-- What to produce --
Exactly as written, transcribe the data that follows.

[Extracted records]
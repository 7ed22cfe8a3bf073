//! AWS App Runner VPC connector operations.

use async_trait::async_trait;
use serde::{Deserialize, Serialize};

use super::Tag;
use crate::error::{ApiError, ApiResult};

/// Lifecycle status App Runner reports for a VPC connector.
///
/// Deleted connectors stay visible as `INACTIVE` for a while.
#[derive(Debug, Clone, Copy, PartialEq, Eq, Serialize, Deserialize)]
#[serde(rename_all = "SCREAMING_SNAKE_CASE")]
pub enum VpcConnectorStatus {
    /// Usable.
    Active,
    /// Deleted.
    Inactive,
}

impl VpcConnectorStatus {
    /// The wire value.
    pub fn as_str(&self) -> &'static str {
        match self {
            Self::Active => "ACTIVE",
            Self::Inactive => "INACTIVE",
        }
    }
}

/// A VPC connector as returned by the service.
#[derive(Debug, Clone, PartialEq, Eq, Serialize, Deserialize)]
pub struct VpcConnector {
    /// Full ARN, `arn:aws:apprunner:<region>:<account>:vpcconnector/<name>/<revision>/<id>`.
    pub arn: String,
    /// User-assigned name.
    pub name: String,
    /// Revision number, bumped when a connector with the same name is recreated.
    pub revision: i64,
    /// Subnet IDs.
    pub subnets: Vec<String>,
    /// Security group IDs.
    pub security_groups: Vec<String>,
    /// Current status.
    pub status: VpcConnectorStatus,
}

/// Request for `CreateVpcConnector`.
#[derive(Debug, Clone, PartialEq, Eq, Serialize, Deserialize)]
pub struct CreateVpcConnectorInput {
    /// Connector name.
    pub name: String,
    /// Subnet IDs.
    pub subnets: Vec<String>,
    /// Security group IDs.
    pub security_groups: Vec<String>,
    /// Tags applied at creation.
    pub tags: Vec<Tag>,
}

/// The subset of the App Runner API this provider uses.
#[async_trait]
pub trait AppRunnerApi: Send + Sync {
    /// `CreateVpcConnector`.
    async fn create_vpc_connector(&self, input: CreateVpcConnectorInput)
        -> ApiResult<VpcConnector>;

    /// `DescribeVpcConnector`. Returns inactive connectors too.
    async fn describe_vpc_connector(&self, arn: &str) -> ApiResult<VpcConnector>;

    /// `ListVpcConnectors`.
    async fn list_vpc_connectors(&self) -> ApiResult<Vec<VpcConnector>>;

    /// `DeleteVpcConnector`. Returns the connector as it was marked for deletion.
    async fn delete_vpc_connector(&self, arn: &str) -> ApiResult<VpcConnector>;

    /// `ListTagsForResource`.
    async fn list_tags_for_resource(&self, arn: &str) -> ApiResult<Vec<Tag>>;

    /// `TagResource`. Adds new keys and overwrites existing ones.
    async fn tag_resource(&self, arn: &str, tags: Vec<Tag>) -> ApiResult<()>;

    /// `UntagResource`.
    async fn untag_resource(&self, arn: &str, tag_keys: Vec<String>) -> ApiResult<()>;
}

/// Describe a connector, treating an `INACTIVE` one as not found.
pub async fn find_vpc_connector_by_arn(
    api: &dyn AppRunnerApi,
    arn: &str,
) -> ApiResult<VpcConnector> {
    let connector = api.describe_vpc_connector(arn).await?;
    if connector.status == VpcConnectorStatus::Inactive {
        return Err(ApiError::NotFound(format!(
            "App Runner VPC Connector {} is {}",
            arn,
            connector.status.as_str()
        )));
    }
    Ok(connector)
}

-- Exercise answer --
repository 7ed22cfe8a3bf073
//! AWS App Runner VPC connector operations.

use async_trait::async_trait;
use serde::{Deserialize, Serialize};

use super::Tag;
use crate::error::{ApiError, ApiResult};

/// Lifecycle status App Runner reports for a VPC connector.
///
/// Deleted connectors stay visible as `INACTIVE` for a while.
#[derive(Debug, Clone, Copy, PartialEq, Eq, Serialize, Deserialize)]
#[serde(rename_all = "SCREAMING_SNAKE_CASE")]
pub enum VpcConnectorStatus {
    /// Usable.
    Active,
    /// Deleted.
    Inactive,
}

impl VpcConnectorStatus {
    /// The wire value.
    pub fn as_str(&self) -> &'static str {
        match self {
            Self::Active => "ACTIVE",
            Self::Inactive => "INACTIVE",
        }
    }
}

/// A VPC connector as returned by the service.
#[derive(Debug, Clone, PartialEq, Eq, Serialize, Deserialize)]
pub struct VpcConnector {
    /// Full ARN, `arn:aws:apprunner:<region>:<account>:vpcconnector/<name>/<revision>/<id>`.
    pub arn: String,
    /// User-assigned name.
    pub name: String,
    /// Revision number, bumped when a connector with the same name is recreated.
    pub revision: i64,
    /// Subnet IDs.
    pub subnets: Vec<String>,
    /// Security group IDs.
    pub security_groups: Vec<String>,
    /// Current status.
    pub status: VpcConnectorStatus,
}

/// Request for `CreateVpcConnector`.
#[derive(Debug, Clone, PartialEq, Eq, Serialize, Deserialize)]
pub struct CreateVpcConnectorInput {
    /// Connector name.
    pub name: String,
    /// Subnet IDs.
    pub subnets: Vec<String>,
    /// Security group IDs.
    pub security_groups: Vec<String>,
    /// Tags applied at creation.
    pub tags: Vec<Tag>,
}

/// The subset of the App Runner API this provider uses.
#[async_trait]
pub trait AppRunnerApi: Send + Sync {
    /// `CreateVpcConnector`.
    async fn create_vpc_connector(&self, input: CreateVpcConnectorInput)
        -> ApiResult<VpcConnector>;

    /// `DescribeVpcConnector`. Returns inactive connectors too.
    async fn describe_vpc_connector(&self, arn: &str) -> ApiResult<VpcConnector>;

    /// `ListVpcConnectors`.
    async fn list_vpc_connectors(&self) -> ApiResult<Vec<VpcConnector>>;

    /// `DeleteVpcConnector`. Returns the connector as it was marked for deletion.
    async fn delete_vpc_connector(&self, arn: &str) -> ApiResult<VpcConnector>;

    /// `ListTagsForResource`.
    async fn list_tags_for_resource(&self, arn: &str) -> ApiResult<Vec<Tag>>;

    /// `TagResource`. Adds new keys and overwrites existing ones.
    async fn tag_resource(&self, arn: &str, tags: Vec<Tag>) -> ApiResult<()>;

    /// `UntagResource`.
    async fn untag_resource(&self, arn: &str, tag_keys: Vec<String>) -> ApiResult<()>;
}

/// Describe a connector, treating an `INACTIVE` one as not found.
pub async fn find_vpc_connector_by_arn(
    api: &dyn AppRunnerApi,
    arn: &str,
) -> ApiResult<VpcConnector> {
    let connector = api.describe_vpc_connector(arn).await?;
    if connector.status == VpcConnectorStatus::Inactive {
        return Err(ApiError::NotFound(format!(
            "App Runner VPC Connector {} is {}",
            arn,
            connector.status.as_str()
        )));
    }
    Ok(connector)
}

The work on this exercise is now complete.